Social Network Analysis

Written by Jin Cheong & Luke Chang


In [ ]:
%matplotlib inline

import numpy as np
import matplotlib.pyplot as plt
try:
    import networkx as nx
except:
    # Install NetworkX
    !pip install networkx

Primer to Network Analysis

A network is made up of two main components: nodes and edges.

The nodes are the individuals, words, or entities that compose a network, and the edges are the links that connect one node to another.

Here is an example of a node and an edge.

Now we can try drawing our own network using the NetworkX package. Let's start off by initializing a Network, and call it G.


In [ ]:
# Initialize Graph object
G = nx.Graph()

Now we can add a node using the .add_node('nodename') method


In [ ]:
G = nx.Graph()
G.add_node('Jin')
G.add_node('Luke')
G.add_node('Eshin')
plt.figure(figsize=(5,3))
nx.draw(G,with_labels=True,node_size=5000,font_size=20,alpha=.5)

Notice there are no connections between the two nodes because we haven't added any edges yet.

To add edges between nodes, for example node1 and node 2, we can use the .add_edge('node1','node2') method on our graph.


In [ ]:
G = nx.Graph()
G.add_edge('Jin','Luke',weight=1)
G.add_edge('Jin','Eshin',weight=1)
G.add_edge('Luke','Eshin',weight=1)
plt.figure(figsize=(5,3))
pos = nx.spring_layout(G) # One way of specifiying a layout for nodes.
nx.draw(G,pos,with_labels=True,node_size=5000,font_size=20,alpha=.5)

Now you can see that we have an edge connecting Jin and Luke.

There are several different types of graphs.

  1. weighted vs unweighted graphs
    • a graph is said to be unweighted if every connection is either 1 or 0
    • it is weighted if the edges take on other values indicating the strength of the relationship.
  1. directed vs undirected graphs
    • a graphs is undirected if the edges are symmetrical
    • it is directed if the edges are asymmetrical, meaning that each edge can indicate the direction of the relationship

For simplicity, today we will only cover unweighted and undirected graphs.
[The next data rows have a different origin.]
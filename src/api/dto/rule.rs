//! DTOs for rule management endpoints.

use chrono::{DateTime, Utc};
use serde::{Deserialize, Serialize};
use validator::Validate;

use crate::domain::conflict::{Conflict, ConflictKind};
use crate::domain::entities::{NewRule, RedirectKind, RedirectRule};

/// Rule as submitted to `POST /api/rules`, `PUT /api/rules/{id}` and
/// `POST /api/rules/check`.
///
/// Uses the same field names as the rules file. Domain and target emptiness is
/// checked by the rule service so the API and the admin CLI agree on it.
#[derive(Debug, Deserialize, Validate)]
pub struct RuleRequest {
    /// Ignored on update, where the id comes from the path.
    #[serde(default)]
    #[validate(length(max = 300))]
    pub id: Option<String>,

    #[serde(default)]
    #[validate(length(max = 253))]
    pub domain: String,

    /// Empty for a domain-level rule.
    #[serde(default)]
    #[validate(length(max = 2048))]
    pub path: String,

    #[serde(default)]
    #[validate(length(max = 4096))]
    pub target: String,

    /// 301, 302, 307 or 4 (script redirect). Anything else behaves like 302.
    #[serde(rename = "type", default)]
    pub kind: RedirectKind,

    #[serde(default)]
    pub expires_at: Option<DateTime<Utc>>,

    #[serde(default)]
    pub created_at: Option<DateTime<Utc>>,

    #[serde(default)]
    #[validate(length(max = 1024))]
    pub description: String,
}

impl From<RuleRequest> for NewRule {
    fn from(req: RuleRequest) -> Self {
        NewRule {
            id: req.id.filter(|id| !id.trim().is_empty()),
            domain: req.domain,
            path: req.path,
            target: req.target,
            kind: req.kind,
            expires_at: req.expires_at,
            created_at: req.created_at,
            description: req.description,
        }
    }
}

/// `?force=true` commits a rule even when a conflict is reported.
#[derive(Debug, Default, Deserialize)]
pub struct ForceQuery {
    #[serde(default)]
    pub force: bool,
}

/// Response for `GET /api/rules`.
#[derive(Debug, Serialize)]
pub struct RuleListResponse {
    pub total: usize,
    pub items: Vec<RedirectRule>,
}

impl From<Vec<RedirectRule>> for RuleListResponse {
    fn from(mut items: Vec<RedirectRule>) -> Self {
        items.sort_by(|a, b| a.domain.cmp(&b.domain).then_with(|| a.path.cmp(&b.path)));
        Self {
            total: items.len(),
            items,
        }
    }
}

/// Response for `POST /api/rules/check`.
#[derive(Debug, Serialize)]
pub struct ConflictCheckResponse {
    pub conflict: bool,

    #[serde(skip_serializing_if = "Option::is_none")]
    pub kind: Option<ConflictKind>,

    #[serde(skip_serializing_if = "Option::is_none")]
    pub reason: Option<&'static str>,

    pub conflicts: Vec<RedirectRule>,
}

impl From<Option<Conflict>> for ConflictCheckResponse {
    fn from(conflict: Option<Conflict>) -> Self {
        match conflict {
            Some(conflict) => Self {
                conflict: true,
                kind: Some(conflict.kind),
                reason: Some(conflict.reason()),
                conflicts: conflict.rules,
            },
            None => Self {
                conflict: false,
                kind: None,
                reason: None,
                conflicts: Vec::new(),
            },
        }
    }
}

/// Response for `POST /api/reload` and `POST /api/save`.
#[derive(Debug, Serialize)]
pub struct PersistResponse {
    pub message: String,
    pub count: usize,
    pub path: String,
}

#[cfg(test)]
mod tests {
    use super::*;

    #[test]
    fn test_rule_request_defaults() {
        let req: RuleRequest =
            serde_json::from_str(r#"{"domain":"a.com","target":"https://b.com"}"#).unwrap();

        assert_eq!(req.path, "");
        assert_eq!(req.kind, RedirectKind::Temporary);
        assert!(req.id.is_none());
        assert!(req.validate().is_ok());
    }

    #[test]
    fn test_rule_request_type_field() {
        let req: RuleRequest = serde_json::from_str(
            r#"{"domain":"a.com","path":"/x","target":"https://c.com","type":4}"#,
        )
        .unwrap();

        assert_eq!(req.kind, RedirectKind::ScriptRedirect);
    }

    #[test]
    fn test_blank_id_becomes_none() {
        let req: RuleRequest =
            serde_json::from_str(r#"{"id":"  ","domain":"a.com","target":"https://b.com"}"#)
                .unwrap();

        let new_rule = NewRule::from(req);
        assert!(new_rule.id.is_none());
    }

    #[test]
    fn test_overlong_domain_rejected() {
        let req = RuleRequest {
            id: None,
            domain: "a".repeat(254),
            path: String::new(),
            target: "https://b.com".to_string(),
            kind: RedirectKind::default(),
            expires_at: None,
            created_at: None,
            description: String::new(),
        };

        assert!(req.validate().is_err());
    }

    #[test]
    fn test_list_response_sorted() {
        let rule = |domain: &str, path: &str| RedirectRule {
            id: String::new(),
            domain: domain.to_string(),
            path: path.to_string(),
            target: "https://t.com".to_string(),
            kind: RedirectKind::default(),
            expires_at: None,
            created_at: Utc::now(),
            description: String::new(),
        };

        let resp = RuleListResponse::from(vec![
            rule("b.com", ""),
            rule("a.com", "/x"),
            rule("a.com", ""),
        ]);

        assert_eq!(resp.total, 3);
        let keys: Vec<_> = resp
            .items
            .iter()
            .map(|r| (r.domain.as_str(), r.path.as_str()))
            .collect();
        assert_eq!(keys, vec![("a.com", ""), ("a.com", "/x"), ("b.com", "")]);
    }
}
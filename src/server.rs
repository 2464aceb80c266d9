//! HTTP server initialization and runtime setup.
//!
//! Handles tracing setup, rule loading, the access logger, and the Axum server
//! lifecycle including graceful shutdown.

use crate::config::Config;
use crate::domain::repositories::RuleRepository;
use crate::infrastructure::access_log::AccessLogger;
use crate::infrastructure::persistence::InMemoryRuleStore;
use crate::routes::app_router;
use crate::state::AppState;

use anyhow::{Context, Result};
use std::net::SocketAddr;
use std::sync::Arc;
use tracing_subscriber::EnvFilter;

/// Installs the global tracing subscriber.
///
/// `RUST_LOG` takes precedence over `log_level`; `log_format` selects between
/// human-readable text and JSON lines.
pub fn init_tracing(log_level: &str, log_format: &str) {
    let filter = EnvFilter::try_from_default_env().unwrap_or_else(|_| EnvFilter::new(log_level));

    let builder = tracing_subscriber::fmt().with_env_filter(filter);

    if log_format == "json" {
        builder.json().init();
    } else {
        builder.init();
    }
}

/// Runs the HTTP server with the given configuration.
///
/// Initializes:
/// - Rule store, loaded from the rules file
/// - Access logger and its background worker
/// - Axum HTTP server
///
/// On Ctrl-C or SIGTERM the server stops accepting connections, the rules are
/// saved and the access logger is flushed and closed.
///
/// # Errors
///
/// Returns an error if:
/// - The rules file exists but cannot be read or parsed
/// - The access log file cannot be opened
/// - Server bind fails
/// - Server runtime error occurs
pub async fn run(config: Config) -> Result<()> {
    // Starting empty over an unreadable file would let the next save replace it.
    let store = Arc::new(InMemoryRuleStore::new());
    let count = store
        .load_from_file(&config.rules_file)
        .await
        .with_context(|| format!("Failed to load rules {}", config.rules_file.display()))?;
    tracing::info!(count, path = %config.rules_file.display(), "Rules loaded");

    let access_logger =
        AccessLogger::open(&config.access_log_file, config.access_log_settings())
            .await
            .with_context(|| {
                format!(
                    "Failed to open access log {}",
                    config.access_log_file.display()
                )
            })?;
    tracing::info!("Access logger started");

    let state = AppState::new(
        store,
        config.rules_file.clone(),
        access_logger.clone(),
        config.admin_token.clone(),
    );
    let rule_service = state.rule_service.clone();

    let app = app_router(state);

    let addr: SocketAddr = config
        .listen_addr
        .parse()
        .with_context(|| format!("Invalid listen address '{}'", config.listen_addr))?;
    let listener = tokio::net::TcpListener::bind(addr)
        .await
        .with_context(|| format!("Failed to bind {addr}"))?;
    tracing::info!("Listening on http://{addr}");

    let served = axum::serve(
        listener,
        app.into_make_service_with_connect_info::<SocketAddr>(),
    )
    .with_graceful_shutdown(shutdown_signal())
    .await;

    tracing::info!("Shutting down");

    match rule_service.save().await {
        Ok(count) => tracing::info!(count, "Rules saved"),
        Err(e) => tracing::error!(error = %e, "Failed to save rules on shutdown"),
    }

    if let Err(e) = access_logger.close().await {
        tracing::error!(error = %e, "Failed to close access logger");
    }

    served?;
    Ok(())
}

/// Resolves on Ctrl-C or, on Unix, SIGTERM.
async fn shutdown_signal() {
    let ctrl_c = async {
        if let Err(e) = tokio::signal::ctrl_c().await {
            tracing::error!(error = %e, "Failed to listen for Ctrl-C");
            std::future::pending::<()>().await;
        }
    };

    #[cfg(unix)]
    let terminate = async {
        match tokio::signal::unix::signal(tokio::signal::unix::SignalKind::terminate()) {
            Ok(mut signal) => {
                signal.recv().await;
            }
            Err(e) => {
                tracing::error!(error = %e, "Failed to listen for SIGTERM");
                std::future::pending::<()>().await;
            }
        }
    };

    #[cfg(not(unix))]
    let terminate = std::future::pending::<()>();

    tokio::select! {
        _ = ctrl_c => {},
        _ = terminate => {},
    }

    tracing::info!("Shutdown signal received");
}

#[cfg(test)]
mod tests {
    use super::*;

    fn config_in(dir: &std::path::Path) -> Config {
        Config {
            listen_addr: "127.0.0.1:0".to_string(),
            rules_file: dir.join("rules.json"),
            access_log_file: dir.join("access.log"),
            ..Config::default()
        }
    }

    #[tokio::test]
    async fn test_malformed_rules_file_aborts_startup_untouched() {
        let dir = tempfile::tempdir().unwrap();
        let config = config_in(dir.path());
        let original = br#"[{"domain": "a.com", "target": "https://b.com",}]"#;
        std::fs::write(&config.rules_file, original).unwrap();

        let result = run(config.clone()).await;

        assert!(result.is_err());
        assert_eq!(std::fs::read(&config.rules_file).unwrap(), original);
        assert!(!config.access_log_file.exists());
    }
}
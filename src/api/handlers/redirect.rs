//! Handler for redirect requests.

use std::net::SocketAddr;

use axum::{
    extract::{ConnectInfo, Request, State},
    http::{StatusCode, header},
    response::{IntoResponse, Response},
};
use serde_json::json;
use tracing::debug;

use crate::domain::entities::{AccessLogEntry, RedirectAction};
use crate::error::AppError;
use crate::state::AppState;
use crate::utils::client_ip::client_ip;
use crate::utils::extract_domain::extract_domain_from_headers;
use crate::web::ScriptRedirectPage;

/// Answers any request that is not an API route.
///
/// # Request Flow
///
/// 1. Extract domain from the `Host` header (port stripped)
/// 2. Look up the rule for `(domain, path)`, then the domain-level rule
/// 3. Hand an access log entry to the background logger
/// 4. Respond according to the rule type
///
/// # Responses
///
/// - `301` / `302` / `307` with `Location` set to the target
/// - `200` with an HTML page that redirects in the browser (type 4)
/// - Unknown types behave like `302`
///
/// Query strings are not part of the match and are not forwarded.
///
/// # Errors
///
/// Returns 404 Not Found if no active rule matches.
/// Returns 400 Bad Request if the Host header is missing or invalid.
pub async fn redirect_handler(
    State(state): State<AppState>,
    request: Request,
) -> Result<Response, AppError> {
    let (parts, _body) = request.into_parts();
    let headers = &parts.headers;
    let domain = extract_domain_from_headers(headers)?;
    let path = parts.uri.path().to_string();

    let Some((rule, action)) = state.redirect_service.resolve(&domain, &path).await else {
        debug!(%domain, %path, "No redirect rule matched");
        return Err(AppError::not_found(
            "No redirect rule matches this request",
            json!({ "domain": domain, "path": path }),
        ));
    };

    let peer = parts
        .extensions
        .get::<ConnectInfo<SocketAddr>>()
        .map(|ConnectInfo(addr)| *addr);

    let entry = AccessLogEntry::new(
        &rule,
        domain,
        path,
        parts.method.to_string(),
        client_ip(headers, peer),
        headers
            .get(header::USER_AGENT)
            .and_then(|v| v.to_str().ok()),
    );

    metrics::counter!("jumpgate_redirects_total", "kind" => rule.kind.label()).increment(1);
    state.access_logger.log(entry);

    let response = match action {
        RedirectAction::Redirect { status, location } => {
            let status = StatusCode::from_u16(status).unwrap_or(StatusCode::FOUND);
            (status, [(header::LOCATION, location)]).into_response()
        }
        RedirectAction::Script { target } => ScriptRedirectPage::new(&target).into_response(),
    };

    Ok(response)
}
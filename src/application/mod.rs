//! Application layer services implementing business logic.
//!
//! Services consume repository traits and provide a clean API for HTTP
//! handlers and the admin CLI.
//!
//! # Available Services
//!
//! - [`services::rule_service::RuleService`] - Rule CRUD, conflict checks, reload and save
//! - [`services::redirect_service::RedirectService`] - Request to rule resolution

pub mod services;
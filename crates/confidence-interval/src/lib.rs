//! Normal-theory confidence interval estimation
//!
//! This crate provides:
//!
//! - **Confidence table**: the supported levels (90%, 95%, 99%) and their
//!   two-tailed z-scores
//! - **One-population intervals**: `mean ± z · s/√n`
//! - **Two-population intervals**: difference of means with unpooled
//!   (Welch-style) standard error
//! - **Sample-size planning**: the smallest `n` reaching a target margin
//!
//! # Overview
//!
//! Inputs are summary statistics. Raw observations can be summarised with
//! [`confidence_core::DescriptiveStats`] first. Every input is validated
//! against [`confidence_core::StatBounds`]; errors are returned, never
//! papered over.
//!
//! # Examples
//!
//! ## One population
//!
//! ```rust
//! use confidence_interval::{compute_interval, SampleSummary};
//!
//! let summary = SampleSummary::new(780.0, 40.0, 30);
//! let ci = compute_interval(&summary, 95.0).unwrap();
//! println!("95% CI: [{:.2}, {:.2}]", ci.lower, ci.upper);
//! assert!(ci.contains(780.0));
//! ```
//!
//! ## Sample size
//!
//! ```rust
//! use confidence_interval::{determine_sample_size, ConfidenceLevel};
//!
//! let plan = determine_sample_size(5.0, 40.0, ConfidenceLevel::NinetyFive).unwrap();
//! assert_eq!(plan.sample_size, 246);
//! ```

mod engine;
mod table;
mod types;

// Re-exports
pub use engine::{
    compute_interval, compute_two_population_interval, determine_sample_size,
    intervals_at_all_levels, IntervalEngine,
};
pub use table::{z_for, ConfidenceLevel, IntoConfidenceLevel};
pub use types::{
    ConfidenceInterval, DifferenceInterval, SampleSizeResult, SampleSummary, TwoPopulationSummary,
};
There are multiple ways to indicate nodes and edges in a graph.
As illustrated above, we can manually add each node and edge. This approach is fine for small graphs, but won't scale well. It is also possible to add nodes is to use a python dictionary. The key is the node and the values indicate what that key(node) connects to.


In [ ]:
d = {'Jin':['Luke','Eshin','Antonia','Andy','Sophie','Rob','Charlie','Vanessa'], 
     'Luke':['Eshin','Antonia','Seth','Andy','Sophie','Rob','Charlie','Vanessa'],
     'Antonia':['Luke','Jin','Eshin','Seth','Andy'],
     'Eshin':['Heidi','Antonia','Jin','Sam','Andy'],
     'Sophie':['Rob','Vanessa'],
     'Rob':['Sophie','Vanessa']}
G = nx.Graph(d)
plt.figure(figsize=(15,8))
np.random.seed(2) # Just to keep things same
pos = pos = nx.fruchterman_reingold_layout(G) # Another way of specifiying a layout for nodes.
nx.draw(G,with_labels=True,node_size=1500,font_size=20,alpha=.3,width=2)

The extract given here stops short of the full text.